The simple answer to a lot of these “problems” is that the Sens are likely to improve in the coming years; the sheer volume of quality prospects in the farm system and picks at their disposal in the next two drafts virtually guarantees a return to at the very least mediocrity if they don’t totally screw it up. Should we move on from everything that’s happened these last two years when the young stars of tomorrow are battling for a play-off spot in March 2021? What is our duty as writers if the team is first place in the Eastern Conference and loading up for a Stanley Cup run in 2022? Maybe more interestingly: how should we approach this as fans? How short must our memories be? Will it be harder to enjoy the rise of Thomas Chabot with an increased fear that when he asks to be fairly compensated he might be traded? Do we worry about the team’s long-term viability when the business side of the operation has been burning through employees at an absolutely alarming rate since Cyril Leeder’s departure?

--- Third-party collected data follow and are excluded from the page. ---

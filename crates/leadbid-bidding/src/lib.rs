//! # leadbid-bidding
//!
//! **Bid intake**: everything that happens to a listing before it is
//! resolved.
//!
//! 1. **ListingRegistry**: creates listings, takes the asset into custody,
//!    tracks the `Active → RevealPhase → Resolved | Expired` lifecycle
//! 2. **PreferenceFilter**: hard gate on every commit (buyer exclusions,
//!    off-site origin, compliance)
//! 3. **BidStore**: sealed commitments, reveals, deposit withdrawal
//! 4. **AssetRegistry**: seam to whatever system owns the lead records
//!
//! ## Bid Flow
//!
//! ```text
//! commit_bid → PreferenceFilter.check() → DepositLedger.lock_deposit() → Committed
//! reveal_bid → Commitment.verify() → Revealed (or Rejected below reserve)
//! resolve    → BidStore.settle() → Accepted | Rejected
//! withdraw   → DepositLedger.release_deposit() → deposit Returned
//! ```

pub mod asset_registry;
pub mod bid_store;
pub mod listing_registry;
pub mod preference_filter;

pub use asset_registry::{AssetRegistry, InMemoryAssetRegistry};
pub use bid_store::BidStore;
pub use listing_registry::ListingRegistry;
pub use preference_filter::{AllowAll, ComplianceGate, DenyList, PreferenceFilter};
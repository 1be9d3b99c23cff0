//! Configuration for a Leadbid marketplace instance.

use std::path::Path;

use serde::{Deserialize, Serialize};

use crate::{AccountId, LeadbidError, Result, constants};

/// Marketplace-wide settings read by the registry, bid store and escrow engine.
#[derive(Debug, Clone, Serialize, Deserialize)]
pub struct MarketConfig {
    /// Bid deposit as a fraction of the reserve price, in basis points.
    #[serde(default = "default_deposit_bps")]
    pub deposit_bps: u32,
    /// Platform fee taken on escrow release, in basis points.
    #[serde(default = "default_fee_bps")]
    pub fee_bps: u32,
    /// Account that receives platform fees.
    pub fee_recipient: AccountId,
    /// The only account allowed to refund a disputed escrow.
    pub adjudicator: AccountId,
    /// Account that holds listed assets between listing and resolution.
    pub custodian: AccountId,
    /// Delay between funding and release, during which either party may dispute.
    #[serde(default = "default_release_delay_secs")]
    pub release_delay_secs: u64,
    /// Longest bidding window a seller may request.
    #[serde(default = "default_max_bidding_secs")]
    pub max_bidding_secs: u64,
    /// Longest reveal window a seller may request.
    #[serde(default = "default_max_reveal_secs")]
    pub max_reveal_secs: u64,
}

fn default_deposit_bps() -> u32 {
    constants::DEFAULT_DEPOSIT_BPS
}

fn default_fee_bps() -> u32 {
    constants::DEFAULT_FEE_BPS
}

fn default_release_delay_secs() -> u64 {
    constants::DEFAULT_RELEASE_DELAY_SECS
}

fn default_max_bidding_secs() -> u64 {
    constants::DEFAULT_MAX_BIDDING_SECS
}

fn default_max_reveal_secs() -> u64 {
    constants::DEFAULT_MAX_REVEAL_SECS
}

/// Upper bound on any configured duration: 10 years.
const MAX_CONFIG_SECS: u64 = 10 * 365 * 24 * 60 * 60;

impl MarketConfig {
    /// Defaults for every tunable, with the given role accounts.
    #[must_use]
    pub fn new(fee_recipient: AccountId, adjudicator: AccountId, custodian: AccountId) -> Self {
        Self {
            deposit_bps: constants::DEFAULT_DEPOSIT_BPS,
            fee_bps: constants::DEFAULT_FEE_BPS,
            fee_recipient,
            adjudicator,
            custodian,
            release_delay_secs: constants::DEFAULT_RELEASE_DELAY_SECS,
            max_bidding_secs: constants::DEFAULT_MAX_BIDDING_SECS,
            max_reveal_secs: constants::DEFAULT_MAX_REVEAL_SECS,
        }
    }

    /// Parse and validate a JSON config document.
    pub fn from_json_str(json: &str) -> Result<Self> {
        let cfg: Self = serde_json::from_str(json)
            .map_err(|e| LeadbidError::Configuration(format!("invalid config JSON: {e}")))?;
        cfg.validate()?;
        Ok(cfg)
    }

    /// Read, parse and validate a JSON config file.
    pub fn from_json_file(path: impl AsRef<Path>) -> Result<Self> {
        let raw = std::fs::read_to_string(path.as_ref())?;
        Self::from_json_str(&raw)
    }

    /// Reject configurations the engine cannot run safely with.
    pub fn validate(&self) -> Result<()> {
        if self.deposit_bps == 0 || self.deposit_bps > constants::BPS_DENOMINATOR {
            return Err(LeadbidError::Configuration(format!(
                "deposit_bps must be in 1..={}, got {}",
                constants::BPS_DENOMINATOR,
                self.deposit_bps
            )));
        }
        if self.fee_bps >= constants::BPS_DENOMINATOR {
            return Err(LeadbidError::Configuration(format!(
                "fee_bps must be below {}, got {}",
                constants::BPS_DENOMINATOR,
                self.fee_bps
            )));
        }
        for (name, secs) in [
            ("max_bidding_secs", self.max_bidding_secs),
            ("max_reveal_secs", self.max_reveal_secs),
        ] {
            if secs == 0 || secs > MAX_CONFIG_SECS {
                return Err(LeadbidError::Configuration(format!(
                    "{name} must be in 1..={MAX_CONFIG_SECS}, got {secs}"
                )));
            }
        }
        if self.release_delay_secs > MAX_CONFIG_SECS {
            return Err(LeadbidError::Configuration(format!(
                "release_delay_secs must be at most {MAX_CONFIG_SECS}, got {}",
                self.release_delay_secs
            )));
        }
        if self.custodian == self.fee_recipient || self.custodian == self.adjudicator {
            return Err(LeadbidError::Configuration(
                "custodian must be distinct from fee_recipient and adjudicator".into(),
            ));
        }
        Ok(())
    }
}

When I think about my relationship with the team both as a fan and as a writer, the person I keep coming back to is Daniel Alfredsson. The beloved franchise icon first left in 2013 under acrimonious, and perhaps in retrospect ominous, circumstances — only to return a few years later as a member of the front office. Alfredsson and the team effectively buried the hatchet. As fans, and sports writers, I see us as being in nearly that same stage right now: we’re waiting for a reason to bury the hatchet. If the Sens are willing to put forward a good faith effort to build a real NHL team, I will applaud for doing so. This team is in a strange, different, bad place but it’s salvageable. After a lot of deliberation that’s where I land on how best to approach covering the team as well: cautious optimism tempered by a well-founded skepticism that things are really all that different. The Sens need to show me how things have improved.

But the real fear is what came next in Alfredsson’s saga: he left the team again in 2017 and has not returned since. What would that look like for the fans?